Mungkin itu pula yang bisa menjelaskan kecintaannya pada dua karya klasik tanah air: Nyanyi Sunyi Seorang Bisu dan Syair Lampung Karam. Yang pertama adalah kumpulan catatan Pramoedya, sedangkan yang kedua syair kesaksian letusan Gunung Krakatau pada 1883 oleh Muhammad Saleh. McGlynn sudah menerjemahkan dua buku favoritnya tersebut menjadi The Mute Soliloquy: A Memoir dan Krakatau: The Tale of Lampung Submerged.
Karena sadar sastra tidak begitu bersahabat dengan gemah ripah, McGlynn pun punya gantungan hidup lain. Sampai kini dia masih tetap menjadi penerjemah lepas berbagai dokumen.
Berbagai kendala itu toh tak pernah sedikit pun mengendurkan semangatnya. Bersama Goenawan, McGlynn kini tengah berjibaku mempersiapkan Indonesia sebagai tamu kehormatan Frankfurt Book Fair (FBF) 2015 yang akan berlangsung pada 18 Oktober di Frankfurt, Jerman.
McGlynn mengungkapkan, awalnya pemerintah mencanangkan target 200 buku yang sudah diterjemahkan ke dalam bahasa Jerman akan dibawa ke sana. Target tersebut kemudian berubah seiring dengan kondisi yang tidak memungkinkan.

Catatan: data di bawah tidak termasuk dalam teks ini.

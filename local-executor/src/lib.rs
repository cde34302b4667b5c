//! A single-threaded executor for the thread that owns callback state.
//!
//! An [`Executor`] is created on, and never leaves, the thread that owns some
//! `!Send` state (a receiver object, a callback). Any thread may schedule work
//! into its run queue, but the queued work only ever runs on the owning thread,
//! while that thread is inside [`Executor::run_pending()`] or
//! [`Executor::block_on()`].
//!
//! # Example
//!
//! ```
//! # use local_executor::Executor;
//! let executor = Executor::new("consumer");
//!
//! let task = executor.spawn(async {
//!    println!("Hello, world!");
//!    42
//! });
//!
//! assert_eq!(executor.block_on(task), 42);
//! ```

use std::cell::RefCell;
use std::pin::Pin;
use std::rc::{Rc, Weak};
use std::task::{Context, Poll, Waker};
use std::thread::{self, JoinHandle, ThreadId};

use async_task::{Runnable, spawn, spawn_local};
use futures_channel::mpsc;
use futures_lite::{StreamExt, future};
use tracing::trace;

/// An executor that runs async tasks on the thread that created it.
///
/// `Executor` is `!Send`. Clones share the same run queue.
#[derive(Clone)]
pub struct Executor {
    queue: Rc<RunQueue>,
}

struct RunQueue {
    label: String,
    thread: ThreadId,
    sender: mpsc::UnboundedSender<Runnable>,
    receiver: RefCell<mpsc::UnboundedReceiver<Runnable>>,
}

impl std::fmt::Debug for Executor {
    fn fmt(&self, f: &mut std::fmt::Formatter<'_>) -> std::fmt::Result {
        f.debug_struct("Executor")
            .field("label", &self.queue.label)
            .field("thread", &self.queue.thread)
            .finish()
    }
}

impl Executor {
    /// Creates a new executor owned by the current thread.
    pub fn new(label: &str) -> Self {
        let (sender, receiver) = mpsc::unbounded();
        Self {
            queue: Rc::new(RunQueue {
                label: label.to_owned(),
                thread: thread::current().id(),
                sender,
                receiver: RefCell::new(receiver),
            }),
        }
    }

    /// Spawns a named thread, creates an executor on it and passes it to `entry`.
    ///
    /// The future returned by `entry` is driven to completion on the new thread while the run
    /// queue is pumped. Its output is returned through the [`JoinHandle`].
    pub fn background<F, Fut>(label: &str, entry: F) -> std::io::Result<JoinHandle<Fut::Output>>
    where
        F: FnOnce(Executor) -> Fut + Send + 'static,
        Fut: Future + 'static,
        Fut::Output: Send + 'static,
    {
        let label = label.to_owned();
        thread::Builder::new().name(label.clone()).spawn(move || {
            let executor = Executor::new(&label);
            let future = entry(executor.clone());
            executor.block_on(future)
        })
    }

    /// The label this executor was created with.
    pub fn label(&self) -> &str {
        &self.queue.label
    }

    /// The id of the thread that owns this executor.
    pub fn thread_id(&self) -> ThreadId {
        self.queue.thread
    }

    /// Whether the calling thread owns this executor.
    pub fn is_current(&self) -> bool {
        thread::current().id() == self.queue.thread
    }

    /// Creates a [`WeakExecutor`] that does not keep the run queue alive.
    ///
    /// Futures spawned on this executor should hold a `WeakExecutor` rather than an `Executor`,
    /// otherwise a queued runnable keeps its own queue alive.
    pub fn downgrade(&self) -> WeakExecutor {
        WeakExecutor {
            queue: Rc::downgrade(&self.queue),
        }
    }

    /// Spawns a new asynchronous task, returning a [`Task`] that can be used to await its result.
    ///
    /// Dropping the `Task` will cancel it. If you want the task to run independently, you must
    /// call [`detach()`][Task::detach].
    pub fn spawn<R>(&self, future: impl Future<Output = R> + Send + 'static) -> Task<R>
    where
        R: Send + 'static,
    {
        let (runnable, task) = spawn(future, self.schedule());
        runnable.schedule();
        Task(TaskState::Spawned(task))
    }

    /// Spawns a `!Send` future on this executor.
    ///
    /// The returned [`Task`] may be sent to and dropped on other threads if `R` is `Send`; the
    /// future itself is only ever polled and dropped on the executor's thread.
    pub fn spawn_local<R>(&self, future: impl Future<Output = R> + 'static) -> Task<R>
    where
        R: 'static,
    {
        let (runnable, task) = spawn_local(future, self.schedule());
        runnable.schedule();
        Task(TaskState::Spawned(task))
    }

    /// Runs every runnable that is currently queued without blocking.
    ///
    /// Runnables scheduled while this runs, including tasks that reschedule themselves, wait
    /// for the next call. Returns the number of runnables that were run.
    pub fn run_pending(&self) -> usize {
        let mut cx = Context::from_waker(Waker::noop());
        let mut queued = Vec::new();
        while let Poll::Ready(runnable) = self.poll_runnable(&mut cx) {
            queued.push(runnable);
        }

        let count = queued.len();
        for runnable in queued {
            runnable.run();
        }
        if count > 0 {
            trace!(executor = %self.queue.label, count, "ran pending tasks");
        }
        count
    }

    /// Drives `future` to completion on the current thread, running queued tasks while it is
    /// pending.
    ///
    /// The thread is parked whenever neither `future` nor the run queue can make progress.
    pub fn block_on<F: Future>(&self, future: F) -> F::Output {
        future::block_on(future::or(future, self.pump()))
    }

    async fn pump<T>(&self) -> T {
        loop {
            let runnable = future::poll_fn(|cx| self.poll_runnable(cx)).await;
            runnable.run();
            future::yield_now().await;
        }
    }

    fn poll_runnable(&self, cx: &mut Context<'_>) -> Poll<Runnable> {
        // The queue holds its own sender, so it is never exhausted.
        match self.queue.receiver.borrow_mut().poll_next(cx) {
            Poll::Ready(Some(runnable)) => Poll::Ready(runnable),
            _ => Poll::Pending,
        }
    }

    fn schedule(&self) -> impl Fn(Runnable) + Send + Sync + 'static {
        let sender = self.queue.sender.clone();
        move |runnable: Runnable| {
            if let Err(err) = sender.unbounded_send(runnable) {
                // The executor is gone. Dropping the runnable here would drop its future on a
                // thread that does not own it.
                std::mem::forget(err.into_inner());
            }
        }
    }
}

/// A non-owning reference to an [`Executor`].
#[derive(Debug, Clone)]
pub struct WeakExecutor {
    queue: Weak<RunQueue>,
}

impl WeakExecutor {
    /// Returns the executor if it is still alive.
    pub fn upgrade(&self) -> Option<Executor> {
        self.queue.upgrade().map(|queue| Executor { queue })
    }
}

#[derive(Debug)]
enum TaskState<T> {
    Ready(Option<T>),
    Spawned(async_task::Task<T>),
}

/// A future that resolves to the result of an asynchronous task.
///
/// Dropping a [`Task`] cancels it, which means its future won't be polled again. To drop the
/// [`Task`] handle without canceling it, use [`detach()`][`Task::detach()`] instead.
#[derive(Debug)]
pub struct Task<T>(TaskState<T>);

impl<T> Unpin for Task<T> {}

impl<T> Task<T> {
    /// Creates a new task that is already completed with the given value.
    pub fn ready(val: T) -> Self {
        Task(TaskState::Ready(Some(val)))
    }

    /// Detaches the task, allowing it to run in the background.
    pub fn detach(self) {
        match self {
            Task(TaskState::Ready(_)) => (),
            Task(TaskState::Spawned(task)) => task.detach(),
        }
    }

    /// Whether the task has run to completion.
    pub fn is_finished(&self) -> bool {
        match &self.0 {
            TaskState::Ready(_) => true,
            TaskState::Spawned(task) => task.is_finished(),
        }
    }
}

impl<T> Future for Task<T> {
    type Output = T;

    fn poll(self: Pin<&mut Self>, cx: &mut Context) -> Poll<Self::Output> {
        match &mut self.get_mut().0 {
            TaskState::Ready(val) => {
                Poll::Ready(val.take().expect("`Task` polled after completion"))
            }
            TaskState::Spawned(task) => Pin::new(task).poll(cx),
        }
    }
}

#[cfg(test)]
mod tests {
    use std::cell::Cell;
    use std::rc::Rc;
    use std::sync::Arc;
    use std::sync::atomic::{AtomicUsize, Ordering};

    use super::*;

    #[test]
    fn run_pending_runs_queued_tasks_in_order() {
        let executor = Executor::new("test");
        let log = Rc::new(RefCell::new(Vec::new()));

        for i in 0..3 {
            let log = log.clone();
            executor.spawn_local(async move { log.borrow_mut().push(i) }).detach();
        }

        assert!(log.borrow().is_empty());
        assert_eq!(executor.run_pending(), 3);
        assert_eq!(*log.borrow(), [0, 1, 2]);
        assert_eq!(executor.run_pending(), 0);
    }

    #[test]
    fn run_pending_leaves_rescheduled_tasks_queued() {
        let executor = Executor::new("test");
        let polls = Rc::new(Cell::new(0));

        executor
            .spawn_local({
                let polls = polls.clone();
                async move {
                    loop {
                        polls.set(polls.get() + 1);
                        future::yield_now().await;
                    }
                }
            })
            .detach();

        assert_eq!(executor.run_pending(), 1);
        assert_eq!(polls.get(), 1);
        assert_eq!(executor.run_pending(), 1);
        assert_eq!(polls.get(), 2);
    }

    #[test]
    fn block_on_drives_spawned_tasks() {
        let executor = Executor::new("test");
        let flag = Rc::new(Cell::new(false));

        let task = executor.spawn_local({
            let flag = flag.clone();
            async move {
                flag.set(true);
                7
            }
        });

        assert_eq!(executor.block_on(task), 7);
        assert!(flag.get());
    }

    #[test]
    fn tasks_scheduled_from_other_threads_run_on_owner() {
        let executor = Executor::new("test");
        let owner = executor.thread_id();
        let (sender, receiver) = futures_channel::oneshot::channel::<usize>();

        let task = executor.spawn_local(async move {
            let value = receiver.await.unwrap();
            assert_eq!(thread::current().id(), owner);
            value * 2
        });
        assert!(executor.is_current());

        let producer = thread::spawn(move || sender.send(21).unwrap());
        assert_eq!(executor.block_on(task), 42);
        producer.join().unwrap();
    }

    #[test]
    fn dropping_task_cancels_it() {
        let executor = Executor::new("test");
        let counter = Arc::new(AtomicUsize::new(0));

        let task = executor.spawn({
            let counter = counter.clone();
            async move {
                counter.fetch_add(1, Ordering::SeqCst);
            }
        });
        drop(task);

        executor.run_pending();
        assert_eq!(counter.load(Ordering::SeqCst), 0);
    }

    #[test]
    fn ready_task_resolves_immediately() {
        let executor = Executor::new("test");
        let task = Task::ready("done");
        assert!(task.is_finished());
        assert_eq!(executor.block_on(task), "done");
    }

    #[test]
    fn weak_executor_does_not_keep_queue_alive() {
        let executor = Executor::new("test");
        let weak = executor.downgrade();
        assert_eq!(weak.upgrade().unwrap().label(), "test");

        drop(executor);
        assert!(weak.upgrade().is_none());
    }

    #[test]
    fn background_runs_entry_on_named_thread() {
        let handle = Executor::background("consumer", |executor| async move {
            assert_eq!(executor.label(), "consumer");
            assert_eq!(thread::current().name(), Some("consumer"));
            executor.spawn_local(async { 5 }).await
        })
        .unwrap();

        assert_eq!(handle.join().unwrap(), 5);
    }

    #[test]
    fn scheduling_after_executor_is_dropped_does_not_panic() {
        let executor = Executor::new("test");
        let (sender, receiver) = futures_channel::oneshot::channel::<()>();
        let task = executor.spawn_local(async move {
            let _ = receiver.await;
        });
        executor.run_pending();
        drop(executor);

        thread::spawn(move || {
            let _ = sender.send(());
            drop(task);
        })
        .join()
        .unwrap();
    }
}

Targetnya menjadi 200 buku yang sudah diterjemahkan ke dalam bahasa Jerman dan Inggris yang akan dibawa ke sana.
Sebagai komite buku dan penerjemahan FBF 2015, McGlynn yakin target itu akan tercapai. ’’Yang tidak akan tercapai adalah kerja sama dengan penerbit Jerman. Dari ratusan buku yang rencananya diedarkan di Jerman, yang tercapai hanya puluhan,’’ ungkap dia.
Kendati demikian, McGlynn tetap yakin Indonesia akan sukses sebagai tamu kehormatan di sana. Modal buku-buku yang telah diterjemahkan ke bahasa Inggris pun bisa dibilang sudah lumayan. Lewat FBF pula, McGlynn berharap akan lebih banyak orang yang mengenal sekaligus menikmati karya sastra Indonesia.’’Semoga juga banyak karya sastra Indonesia yang dipamerkan dilirik penerbit dari negara lain,’’ harapnya.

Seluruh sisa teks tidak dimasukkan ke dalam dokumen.